[Data supplied]
- - - -

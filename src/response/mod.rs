//! Response types and the per-call accumulator
//!
//! SSE frames arrive as [`SseEvent`]s and are folded by a
//! [`ResponseAccumulator`] into [`ResponseState`] snapshots.

mod accumulator;
mod types;

pub use accumulator::{decode_embedded_answer, ResponseAccumulator};
pub use types::*;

- - - -

[What you should do]
Print out the whole of the material above exactly as it stands.

[Task response]
filename src/response/mod.rs
//! Response types and the per-call accumulator
//!
//! SSE frames arrive as [`SseEvent`]s and are folded by a
//! [`ResponseAccumulator`] into [`ResponseState`] snapshots.

mod accumulator;
mod types;

pub use accumulator::{decode_embedded_answer, ResponseAccumulator};
pub use types::*;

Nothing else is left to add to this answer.